La gramática del PRO tiene una estética anestésica que no prioriza el pensamiento; dirían sus críticos que tanto movimiento se lleva toda la sangre a los músculos. En su editorial, Le Monde Diplomatique lo pintó así: “Ante el anuncio de una candidatura o luego de un triunfo electoral, el PRO reproduce la misma escena: sus dirigentes y funcionarios, de traje pero sin corbata, las mujeres casual, elegantes sin exagerar, salen a bailar, revoleando pañuelos, haciendo pogo, incluso un trencito. Una imagen repetida que, aunque produce esa sensación un poco incómoda de las cosas fuera de lugar, tiene su lógica: sin una tradición política a la que recurrir, marchita que cantar, sin boinas blancas o héroes que recordar, Mauricio Macri y los suyos recurren a lo que tienen más a mano, al universo cultural de su memoria emotiva, que los reenvía a los casamientos, los Bar Mitzvah o los tercer tiempo de la adolescencia”.

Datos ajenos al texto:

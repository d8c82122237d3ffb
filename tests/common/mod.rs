//! Shared fixtures for integration tests.
//!
//! Builds a throwaway archive install: a sqlite database with the tables the
//! pipeline queries, the settings JSON files, and optional on-disk data
//! packs. Also provides a scripted frontend that records directives and
//! auto-answers requests.

// Not every test binary exercises every helper.
#![allow(dead_code)]

use sha2::{Digest, Sha256};
use sqlx::sqlite::SqliteConnectOptions;
use sqlx::SqlitePool;
use std::path::{Path, PathBuf};
use tempfile::TempDir;

use clifp::domain::directive::AsyncDirective;
use clifp::services::director::{Directive, DirectiveReceiver};

pub const GAME_ID: &str = "11111111-2222-3333-4444-555555555555";
pub const PACK_BYTES: &[u8] = b"fixture pack contents";

pub fn pack_sha256() -> String {
    format!("{:x}", Sha256::digest(PACK_BYTES))
}

/// A built throwaway install.
pub struct InstallFixture {
    pub dir: TempDir,
    pub root: PathBuf,
}

impl InstallFixture {
    pub fn pack_path(&self) -> PathBuf {
        self.root.join("Data/Games/fixture-pack.zip")
    }

    /// Write the hash-matching pack to disk.
    pub fn write_pack(&self) {
        let path = self.pack_path();
        std::fs::create_dir_all(path.parent().unwrap()).unwrap();
        std::fs::write(path, PACK_BYTES).unwrap();
    }

    /// Write a pack whose bytes do not match the recorded digest.
    pub fn write_corrupt_pack(&self) {
        let path = self.pack_path();
        std::fs::create_dir_all(path.parent().unwrap()).unwrap();
        std::fs::write(path, b"tampered contents").unwrap();
    }
}

/// Knobs for the fixture layout.
pub struct FixtureOptions {
    /// Base URL packs download from.
    pub data_source_url: String,
    /// Whether the configured server autostarts.
    pub start_server: bool,
    /// Service steps run at shutdown append to this marker file.
    pub shutdown_marker: bool,
}

impl Default for FixtureOptions {
    fn default() -> Self {
        Self {
            data_source_url: "http://127.0.0.1:1/Games".to_string(),
            start_server: false,
            shutdown_marker: false,
        }
    }
}

/// Build an install with one data-pack game.
pub async fn build_install(options: FixtureOptions) -> InstallFixture {
    let dir = tempfile::tempdir().unwrap();
    let root = dir.path().join("Flashpoint");
    std::fs::create_dir_all(root.join("Data")).unwrap();
    std::fs::create_dir_all(root.join("Launcher")).unwrap();
    std::fs::create_dir_all(root.join("FPSoftware")).unwrap();

    std::fs::write(root.join("version.txt"), "Flashpoint 11 Infinity - Fixture").unwrap();

    build_database(&root.join("Data/flashpoint.sqlite")).await;
    write_services(&root, &options);
    write_settings(&root, &options);
    write_service_scripts(&root, &options);

    InstallFixture { dir, root }
}

async fn build_database(path: &Path) {
    let options = SqliteConnectOptions::new()
        .filename(path)
        .create_if_missing(true);
    let pool = SqlitePool::connect_with(options).await.unwrap();

    let statements = [
        "CREATE TABLE game (id TEXT PRIMARY KEY, title TEXT, series TEXT, developer TEXT, \
         publisher TEXT, platformName TEXT, broken INTEGER DEFAULT 0, playMode TEXT, \
         status TEXT, notes TEXT, source TEXT, applicationPath TEXT, launchCommand TEXT, \
         version TEXT, orderTitle TEXT, library TEXT, activeDataId INTEGER)",
        "CREATE TABLE additional_app (id TEXT PRIMARY KEY, parentGameId TEXT, name TEXT, \
         applicationPath TEXT, launchCommand TEXT, autoRunBefore INTEGER DEFAULT 0, \
         waitForExit INTEGER DEFAULT 0)",
        "CREATE TABLE game_data (id INTEGER PRIMARY KEY, gameId TEXT, title TEXT, \
         dateAdded TEXT, sha256 TEXT, size INTEGER, path TEXT, presentOnDisk INTEGER \
         DEFAULT 0, parameters TEXT, applicationPath TEXT, launchCommand TEXT)",
        "CREATE TABLE playlist (id TEXT PRIMARY KEY, title TEXT, description TEXT, author TEXT)",
        "CREATE TABLE playlist_game (id INTEGER PRIMARY KEY, playlistId TEXT, \
         \"order\" INTEGER, gameId TEXT)",
    ];
    for statement in statements {
        sqlx::query(statement).execute(&pool).await.unwrap();
    }

    sqlx::query(
        "INSERT INTO game (id, title, series, developer, publisher, platformName, broken, \
         applicationPath, launchCommand, library, activeDataId) VALUES (?, 'Fixture Quest', '', \
         'Fixture Dev', 'Fixture Pub', 'Flash', 0, 'FPSoftware/player.sh', 'fixture.swf', \
         'arcade', 1)",
    )
    .bind(GAME_ID)
    .execute(&pool)
    .await
    .unwrap();

    sqlx::query(
        "INSERT INTO game_data (id, gameId, title, dateAdded, sha256, size, path, \
         presentOnDisk, parameters) VALUES (1, ?, 'Fixture Quest', \
         '2024-01-01T00:00:00Z', ?, ?, 'fixture-pack.zip', 0, NULL)",
    )
    .bind(GAME_ID)
    .bind(pack_sha256())
    .bind(PACK_BYTES.len() as i64)
    .execute(&pool)
    .await
    .unwrap();

    sqlx::query(
        "INSERT INTO playlist (id, title, description, author) VALUES \
         ('aaaaaaaa-bbbb-cccc-dddd-eeeeeeeeeeee', 'Fixture Favorites', 'test playlist', 'qa')",
    )
    .execute(&pool)
    .await
    .unwrap();

    sqlx::query(
        "INSERT INTO playlist_game (id, playlistId, \"order\", gameId) VALUES \
         (1, 'aaaaaaaa-bbbb-cccc-dddd-eeeeeeeeeeee', 0, ?)",
    )
    .bind(GAME_ID)
    .execute(&pool)
    .await
    .unwrap();

    pool.close().await;
}

fn write_services(root: &Path, options: &FixtureOptions) {
    let stop = if options.shutdown_marker {
        serde_json::json!([
            {"path": "<fpPath>", "filename": "stop-marker.sh", "arguments": []}
        ])
    } else {
        serde_json::json!([])
    };

    let services = serde_json::json!({
        "server": {
            "fixture": {
                "name": "Fixture Server",
                "path": "<fpPath>",
                "filename": "server.sh",
                "arguments": [],
                "kill": false
            }
        },
        "daemon": {
            "proxy": {
                "name": "Flashpoint Proxy",
                "path": "<fpPath>",
                "filename": "proxy.sh",
                "arguments": [],
                "kill": true
            }
        },
        "start": [],
        "stop": stop
    });
    std::fs::write(
        root.join("Data/services.json"),
        serde_json::to_vec_pretty(&services).unwrap(),
    )
    .unwrap();
}

fn write_settings(root: &Path, options: &FixtureOptions) {
    let config = serde_json::json!({
        "startServer": options.start_server,
        "server": "Fixture Server"
    });
    std::fs::write(
        root.join("Launcher/config.json"),
        serde_json::to_vec_pretty(&config).unwrap(),
    )
    .unwrap();

    let preferences = serde_json::json!({
        "dataPacksFolderPath": "Data/Games",
        "server": "Fixture Server",
        "gameDataSources": [
            {"name": "Fixture Source", "arguments": [options.data_source_url]}
        ]
    });
    std::fs::write(
        root.join("preferences.json"),
        serde_json::to_vec_pretty(&preferences).unwrap(),
    )
    .unwrap();
}

#[cfg(unix)]
fn write_service_scripts(root: &Path, options: &FixtureOptions) {
    use std::os::unix::fs::PermissionsExt;

    let scripts: &[(&str, String)] = &[
        ("server.sh", "#!/bin/sh\nsleep 30\n".to_string()),
        ("proxy.sh", "#!/bin/sh\nsleep 30\n".to_string()),
        (
            "player.sh",
            "#!/bin/sh\nexit 0\n".to_string(),
        ),
        (
            "stop-marker.sh",
            format!(
                "#!/bin/sh\necho ran >> \"{}\"\n",
                root.join("shutdown-marker.txt").display()
            ),
        ),
    ];

    for (name, content) in scripts {
        let path = if *name == "player.sh" {
            std::fs::create_dir_all(root.join("FPSoftware")).unwrap();
            root.join("FPSoftware").join(name)
        } else {
            root.join(name)
        };
        std::fs::write(&path, content).unwrap();
        std::fs::set_permissions(&path, std::fs::Permissions::from_mode(0o755)).unwrap();
    }

    let _ = options;
}

#[cfg(not(unix))]
fn write_service_scripts(_root: &Path, _options: &FixtureOptions) {}

/// Drains the directive bus, recording async payloads and answering requests
/// with their defaults.
pub fn spawn_recording_frontend(
    mut rx: DirectiveReceiver,
) -> tokio::task::JoinHandle<Vec<AsyncDirective>> {
    tokio::spawn(async move {
        let mut seen = Vec::new();
        while let Some(directive) = rx.recv().await {
            match directive {
                Directive::Async { payload, .. } => seen.push(payload),
                Directive::Sync { ack, .. } => {
                    let _ = ack.send(());
                }
                Directive::Request { payload, reply, .. } => {
                    let _ = reply.send(payload.default_response());
                }
            }
        }
        seen
    })
}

Un político es un envase representacional y una metáfora. Para personas como Fito Páez, Macri es un síntoma, el fantasma es la estupidez, la propia estupidez de uno, no sólo la eventual que tuviera Macri. Los psicólogos cuentan que todo el mundo está dispuesto a hablar de su síntoma, incluso hablar mucho y hasta reírse de él. Pero nadie habla de su fantasma porque el fantasma avergüenza.

No todo es significante, pero sí lo es para la hipersensibilidad de un artista cuyo ejercicio es producir subjetividad. Obviamente, su tema no es Macri persona, sino lo que representa, su investidura. Fito Páez debe haber leído que el hábito ama al monje porque gracias al hábito es que el monje es monje. O sea: no importa lo que Macri sea, sino lo que parece o lo que aparece a través de él aunque él mismo ni controle las consecuencias de lo que produce.

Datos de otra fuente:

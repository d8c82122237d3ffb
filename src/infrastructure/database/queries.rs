//! Query surface over `Data/flashpoint.sqlite`.
//!
//! Only the handful of lookups the pipeline needs: entry resolution by id or
//! title, data pack records, playlists, and random playable selection. The
//! database is opened read-only except for the `presentOnDisk` bookkeeping
//! flag updated after a verified download.

use sqlx::sqlite::{SqliteConnectOptions, SqlitePool, SqlitePoolOptions, SqliteRow};
use sqlx::Row;
use std::path::Path;
use std::time::Duration;
use uuid::Uuid;

use crate::domain::error::DatabaseError;
use crate::domain::game::{AddApp, Game, GameData, LibraryFilter, Playlist, PlaylistGame};

/// Search results beyond this are reported as too many to present.
pub const FIND_ENTRY_LIMIT: usize = 20;

impl From<sqlx::Error> for DatabaseError {
    fn from(e: sqlx::Error) -> Self {
        Self::QueryFailed(e.to_string())
    }
}

/// Connection pool over the archive database.
#[derive(Clone)]
pub struct FlashpointDb {
    pool: SqlitePool,
}

impl FlashpointDb {
    /// Open the database at `path`.
    pub async fn open(path: &Path) -> Result<Self, DatabaseError> {
        let options = SqliteConnectOptions::new()
            .filename(path)
            .busy_timeout(Duration::from_secs(5));

        let pool = SqlitePoolOptions::new()
            .max_connections(4)
            .connect_with(options)
            .await
            .map_err(|e| DatabaseError::ConnectionFailed(e.to_string()))?;

        Ok(Self { pool })
    }

    fn row_to_game(row: &SqliteRow) -> Result<Game, DatabaseError> {
        Ok(Game {
            id: parse_uuid(&row.get::<String, _>("id"))?,
            title: row.get("title"),
            series: row.get::<Option<String>, _>("series").unwrap_or_default(),
            developer: row.get::<Option<String>, _>("developer").unwrap_or_default(),
            publisher: row.get::<Option<String>, _>("publisher").unwrap_or_default(),
            platform: row.get::<Option<String>, _>("platformName").unwrap_or_default(),
            broken: row.get::<i64, _>("broken") != 0,
            play_mode: row.get::<Option<String>, _>("playMode").unwrap_or_default(),
            status: row.get::<Option<String>, _>("status").unwrap_or_default(),
            notes: row.get::<Option<String>, _>("notes").unwrap_or_default(),
            source: row.get::<Option<String>, _>("source").unwrap_or_default(),
            app_path: row
                .get::<Option<String>, _>("applicationPath")
                .unwrap_or_default(),
            launch_command: row
                .get::<Option<String>, _>("launchCommand")
                .unwrap_or_default(),
            version: row.get::<Option<String>, _>("version").unwrap_or_default(),
            order_title: row.get::<Option<String>, _>("orderTitle").unwrap_or_default(),
            library: row.get::<Option<String>, _>("library").unwrap_or_default(),
            active_data_id: row.get::<Option<i64>, _>("activeDataId"),
        })
    }

    fn row_to_add_app(row: &SqliteRow) -> Result<AddApp, DatabaseError> {
        Ok(AddApp {
            id: parse_uuid(&row.get::<String, _>("id"))?,
            parent_id: parse_uuid(&row.get::<String, _>("parentGameId"))?,
            name: row.get("name"),
            app_path: row
                .get::<Option<String>, _>("applicationPath")
                .unwrap_or_default(),
            launch_command: row
                .get::<Option<String>, _>("launchCommand")
                .unwrap_or_default(),
            autorun_before: row.get::<i64, _>("autoRunBefore") != 0,
            wait_exit: row.get::<i64, _>("waitForExit") != 0,
        })
    }

    fn row_to_game_data(row: &SqliteRow) -> Result<GameData, DatabaseError> {
        Ok(GameData {
            id: row.get("id"),
            game_id: parse_uuid(&row.get::<String, _>("gameId"))?,
            title: row.get::<Option<String>, _>("title").unwrap_or_default(),
            date_added: row
                .get::<Option<String>, _>("dateAdded")
                .as_deref()
                .and_then(parse_datetime),
            sha256: row.get::<Option<String>, _>("sha256").unwrap_or_default(),
            size: row.get::<Option<i64>, _>("size").unwrap_or_default(),
            path: row.get::<Option<String>, _>("path").unwrap_or_default(),
            present_on_disk: row.get::<Option<i64>, _>("presentOnDisk").unwrap_or(0) != 0,
            parameters: row.get("parameters"),
            application_path: row.get("applicationPath"),
            launch_command: row.get("launchCommand"),
        })
    }

    /// Fetch a game by its id.
    pub async fn game_by_id(&self, id: Uuid) -> Result<Option<Game>, DatabaseError> {
        let row = sqlx::query(
            "SELECT id, title, series, developer, publisher, platformName, broken, playMode, \
             status, notes, source, applicationPath, launchCommand, version, orderTitle, \
             library, activeDataId FROM game WHERE id = ?",
        )
        .bind(id.to_string())
        .fetch_optional(&self.pool)
        .await?;

        row.as_ref().map(Self::row_to_game).transpose()
    }

    /// Fetch an additional app by its id.
    pub async fn add_app_by_id(&self, id: Uuid) -> Result<Option<AddApp>, DatabaseError> {
        let row = sqlx::query(
            "SELECT id, parentGameId, name, applicationPath, launchCommand, autoRunBefore, \
             waitForExit FROM additional_app WHERE id = ?",
        )
        .bind(id.to_string())
        .fetch_optional(&self.pool)
        .await?;

        row.as_ref().map(Self::row_to_add_app).transpose()
    }

    /// All additional apps attached to a game.
    pub async fn add_apps_of(&self, parent: Uuid) -> Result<Vec<AddApp>, DatabaseError> {
        let rows = sqlx::query(
            "SELECT id, parentGameId, name, applicationPath, launchCommand, autoRunBefore, \
             waitForExit FROM additional_app WHERE parentGameId = ? ORDER BY name",
        )
        .bind(parent.to_string())
        .fetch_all(&self.pool)
        .await?;

        rows.iter().map(Self::row_to_add_app).collect()
    }

    /// The game's active data pack record, if it has one.
    pub async fn active_game_data(&self, game: &Game) -> Result<Option<GameData>, DatabaseError> {
        let row = match game.active_data_id {
            Some(data_id) => {
                sqlx::query(
                    "SELECT id, gameId, title, dateAdded, sha256, size, path, presentOnDisk, \
                     parameters, applicationPath, launchCommand FROM game_data WHERE id = ?",
                )
                .bind(data_id)
                .fetch_optional(&self.pool)
                .await?
            }
            None => {
                sqlx::query(
                    "SELECT id, gameId, title, dateAdded, sha256, size, path, presentOnDisk, \
                     parameters, applicationPath, launchCommand FROM game_data \
                     WHERE gameId = ? ORDER BY dateAdded DESC LIMIT 1",
                )
                .bind(game.id.to_string())
                .fetch_optional(&self.pool)
                .await?
            }
        };

        row.as_ref().map(Self::row_to_game_data).transpose()
    }

    /// Record whether the pack file is present and hash-valid on disk.
    pub async fn update_game_data_on_disk(
        &self,
        data_id: i64,
        present: bool,
    ) -> Result<(), DatabaseError> {
        sqlx::query("UPDATE game_data SET presentOnDisk = ? WHERE id = ?")
            .bind(i64::from(present))
            .bind(data_id)
            .execute(&self.pool)
            .await?;
        Ok(())
    }

    /// Search games by title, capped at [`FIND_ENTRY_LIMIT`] + 1 so the caller
    /// can distinguish "too many" from an exact cap hit.
    pub async fn search_games_by_title(
        &self,
        title: &str,
        exact: bool,
    ) -> Result<Vec<Game>, DatabaseError> {
        let base = "SELECT id, title, series, developer, publisher, platformName, broken, \
                    playMode, status, notes, source, applicationPath, launchCommand, version, \
                    orderTitle, library, activeDataId FROM game";

        let rows = if exact {
            sqlx::query(&format!("{base} WHERE title = ? LIMIT ?"))
                .bind(title)
                .bind((FIND_ENTRY_LIMIT + 1) as i64)
                .fetch_all(&self.pool)
                .await?
        } else {
            sqlx::query(&format!(
                "{base} WHERE title LIKE ? ESCAPE '\\' ORDER BY title LIMIT ?"
            ))
            .bind(format!("%{}%", escape_like(title)))
            .bind((FIND_ENTRY_LIMIT + 1) as i64)
            .fetch_all(&self.pool)
            .await?
        };

        rows.iter().map(Self::row_to_game).collect()
    }

    /// Search a game's additional apps by name.
    pub async fn search_add_apps_by_name(
        &self,
        parent: Uuid,
        name: &str,
        exact: bool,
    ) -> Result<Vec<AddApp>, DatabaseError> {
        let base = "SELECT id, parentGameId, name, applicationPath, launchCommand, \
                    autoRunBefore, waitForExit FROM additional_app WHERE parentGameId = ?";

        let rows = if exact {
            sqlx::query(&format!("{base} AND name = ? LIMIT ?"))
                .bind(parent.to_string())
                .bind(name)
                .bind((FIND_ENTRY_LIMIT + 1) as i64)
                .fetch_all(&self.pool)
                .await?
        } else {
            sqlx::query(&format!(
                "{base} AND name LIKE ? ESCAPE '\\' ORDER BY name LIMIT ?"
            ))
            .bind(parent.to_string())
            .bind(format!("%{}%", escape_like(name)))
            .bind((FIND_ENTRY_LIMIT + 1) as i64)
            .fetch_all(&self.pool)
            .await?
        };

        rows.iter().map(Self::row_to_add_app).collect()
    }

    /// Fetch a playlist by exact title.
    pub async fn playlist_by_title(&self, title: &str) -> Result<Option<Playlist>, DatabaseError> {
        let row = sqlx::query("SELECT id, title, description, author FROM playlist WHERE title = ?")
            .bind(title)
            .fetch_optional(&self.pool)
            .await?;

        row.map(|r| {
            Ok(Playlist {
                id: parse_uuid(&r.get::<String, _>("id"))?,
                title: r.get("title"),
                description: r.get::<Option<String>, _>("description").unwrap_or_default(),
                author: r.get::<Option<String>, _>("author").unwrap_or_default(),
            })
        })
        .transpose()
    }

    /// Membership rows of a playlist in play order.
    pub async fn playlist_games(
        &self,
        playlist: Uuid,
    ) -> Result<Vec<PlaylistGame>, DatabaseError> {
        let rows = sqlx::query(
            "SELECT id, playlistId, \"order\", gameId FROM playlist_game \
             WHERE playlistId = ? ORDER BY \"order\"",
        )
        .bind(playlist.to_string())
        .fetch_all(&self.pool)
        .await?;

        rows.into_iter()
            .map(|r| {
                Ok(PlaylistGame {
                    id: r.get("id"),
                    playlist_id: parse_uuid(&r.get::<String, _>("playlistId"))?,
                    order: r.get("order"),
                    game_id: parse_uuid(&r.get::<String, _>("gameId"))?,
                })
            })
            .collect()
    }

    /// Ids of all playable entries matching the library filter.
    pub async fn random_playable_ids(
        &self,
        filter: LibraryFilter,
    ) -> Result<Vec<Uuid>, DatabaseError> {
        let rows = match filter.library_value() {
            Some(library) => {
                sqlx::query(
                    "SELECT id FROM game WHERE broken = 0 AND applicationPath != '' \
                     AND library = ?",
                )
                .bind(library)
                .fetch_all(&self.pool)
                .await?
            }
            None => {
                sqlx::query("SELECT id FROM game WHERE broken = 0 AND applicationPath != ''")
                    .fetch_all(&self.pool)
                    .await?
            }
        };

        rows.into_iter()
            .map(|r| parse_uuid(&r.get::<String, _>("id")))
            .collect()
    }
}

fn parse_uuid(raw: &str) -> Result<Uuid, DatabaseError> {
    Uuid::parse_str(raw).map_err(|_| DatabaseError::MalformedRow(format!("bad uuid '{raw}'")))
}

fn parse_datetime(raw: &str) -> Option<chrono::DateTime<chrono::Utc>> {
    chrono::DateTime::parse_from_rfc3339(raw)
        .map(|dt| dt.with_timezone(&chrono::Utc))
        .ok()
}

/// Escape LIKE wildcards in user-supplied search text.
fn escape_like(s: &str) -> String {
    s.replace('\\', "\\\\").replace('%', "\\%").replace('_', "\\_")
}

#[cfg(test)]
mod tests {
    use super::*;

    #[test]
    fn test_escape_like() {
        assert_eq!(escape_like("50% off_deal"), "50\\% off\\_deal");
        assert_eq!(escape_like("plain"), "plain");
    }

    #[test]
    fn test_parse_uuid_rejects_garbage() {
        assert!(parse_uuid("not-a-uuid").is_err());
        assert!(parse_uuid("11111111-2222-3333-4444-555555555555").is_ok());
    }

    #[test]
    fn test_parse_datetime() {
        assert!(parse_datetime("2021-03-01T12:00:00Z").is_some());
        assert!(parse_datetime("yesterday").is_none());
    }
}
//! Loader for CLIFp's own configuration.

use anyhow::{Context, Result};
use figment::providers::{Env, Format, Serialized, Yaml};
use figment::Figment;
use std::path::Path;
use thiserror::Error;

use crate::domain::config::ClifpConfig;

/// Configuration validation failures.
#[derive(Error, Debug)]
pub enum ConfigError {
    #[error("Invalid bider poll rate: {0} ms. Must be positive")]
    InvalidPollRate(u64),

    #[error("Invalid transfer timeout: {0} ms. Must be positive")]
    InvalidTransferTimeout(u64),

    #[error("Invalid QMP timeout: {0} ms. Must be positive")]
    InvalidQmpTimeout(u64),

    #[error("Invalid log retention: {0}. Must be at least 1")]
    InvalidRetention(usize),

    #[error("Release API URL cannot be empty")]
    EmptyReleaseUrl,
}

/// Configuration loader with hierarchical merging.
pub struct ConfigLoader;

impl ConfigLoader {
    /// Load configuration with hierarchical merging.
    ///
    /// Precedence (lowest to highest):
    /// 1. Programmatic defaults
    /// 2. `clifp.yaml` in the given directory (normally next to the binary)
    /// 3. Environment variables (`CLIFP_*` prefix)
    pub fn load(config_dir: &Path) -> Result<ClifpConfig> {
        let config: ClifpConfig = Figment::new()
            .merge(Serialized::defaults(ClifpConfig::default()))
            .merge(Yaml::file(config_dir.join("clifp.yaml")))
            .merge(Env::prefixed("CLIFP_").split("__"))
            .extract()
            .context("Failed to extract configuration from figment")?;

        Self::validate(&config)?;
        Ok(config)
    }

    /// Validate configuration after loading.
    pub fn validate(config: &ClifpConfig) -> Result<(), ConfigError> {
        if config.bider.poll_rate_ms == 0 {
            return Err(ConfigError::InvalidPollRate(config.bider.poll_rate_ms));
        }

        if config.net.transfer_timeout_ms == 0 {
            return Err(ConfigError::InvalidTransferTimeout(
                config.net.transfer_timeout_ms,
            ));
        }

        if config.net.qmp_timeout_ms == 0 {
            return Err(ConfigError::InvalidQmpTimeout(config.net.qmp_timeout_ms));
        }

        if config.log.retention == 0 {
            return Err(ConfigError::InvalidRetention(config.log.retention));
        }

        if config.update.release_api_url.is_empty() {
            return Err(ConfigError::EmptyReleaseUrl);
        }

        Ok(())
    }
}

#[cfg(test)]
mod tests {
    use super::*;
    use crate::domain::config::ClifpConfig;

    #[test]
    fn test_defaults_pass_validation() {
        assert!(ConfigLoader::validate(&ClifpConfig::default()).is_ok());
    }

    #[test]
    fn test_zero_poll_rate_rejected() {
        let mut cfg = ClifpConfig::default();
        cfg.bider.poll_rate_ms = 0;
        assert!(matches!(
            ConfigLoader::validate(&cfg),
            Err(ConfigError::InvalidPollRate(0))
        ));
    }

    #[test]
    fn test_zero_retention_rejected() {
        let mut cfg = ClifpConfig::default();
        cfg.log.retention = 0;
        assert!(matches!(
            ConfigLoader::validate(&cfg),
            Err(ConfigError::InvalidRetention(0))
        ));
    }

    #[test]
    fn test_load_from_yaml_file() {
        let dir = tempfile::tempdir().unwrap();
        std::fs::write(
            dir.path().join("clifp.yaml"),
            "bider:\n  poll_rate_ms: 125\nnet:\n  qmp_timeout_ms: 2500\n",
        )
        .unwrap();

        let cfg = ConfigLoader::load(dir.path()).unwrap();
        assert_eq!(cfg.bider.poll_rate_ms, 125);
        assert_eq!(cfg.net.qmp_timeout_ms, 2500);
        assert_eq!(cfg.log.retention, 50);
    }

    #[test]
    fn test_load_without_file_uses_defaults() {
        let dir = tempfile::tempdir().unwrap();
        let cfg = ConfigLoader::load(dir.path()).unwrap();
        assert_eq!(cfg, ClifpConfig::default());
    }
}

La furia lírica de Páez está encerrada tras los barrotes del binarismo. Pero es el pro y el antikirchnerismo mucho más resonante que la polarización a favor y en contra de Macri. Si no, el anodino rabino Bergman no podría haberle ganado al representante de La Cámpora, Juan Cabandié, por más diferencia de la que Macri le sacó a Filmus. Macri no es uno de esos líderes que representan “el ideal del yo” de todos sus seguidores. No es el líder carismático que unifica horizontalmente a sus votantes porque compartan una identificación vertical con él.

Mal que le pese a Macri, muchos porteños no votaron por él debido a la gran capacidad de gestión del PRO, sino para ponerle un límite territorial al poder del Gobierno nacional. Si hasta para diferenciarse del kirchnerismo el repertorio de confrontación del PRO es el de la no confrontación.

El conflicto que Fito Páez puso en palabras es cultural. Palabras que por otra parte lo exceden; hasta podría haber citado el verso de Oliverio Girondo que dice: “No soy yo quien escribe estas palabras huérfanas”. El asco por la cosmogonía macrista es un sentimiento enraizado en muchos ámbitos de la Ciudad que comparten un marco interpretativo opuesto al del PRO. Pero Fito Páez lo dijo sin filtro, produjo palabra desnuda (o plena) y quedó pornográfica.

* * *
Frente a lo adverso, las personas reaccionan de dos maneras: están los que cambian y están los que protestan. La economía se dirige a los que cambian; la política, a los que protestan. La política es mucho más popular que la economía porque son muchos más los que no cambian.

© Escrito por Jorge Fontevecchia y publicado por el Diario Perfíl de la Ciudad Autónoma de Buenos Aires el viernes 16 de Julio de 2011.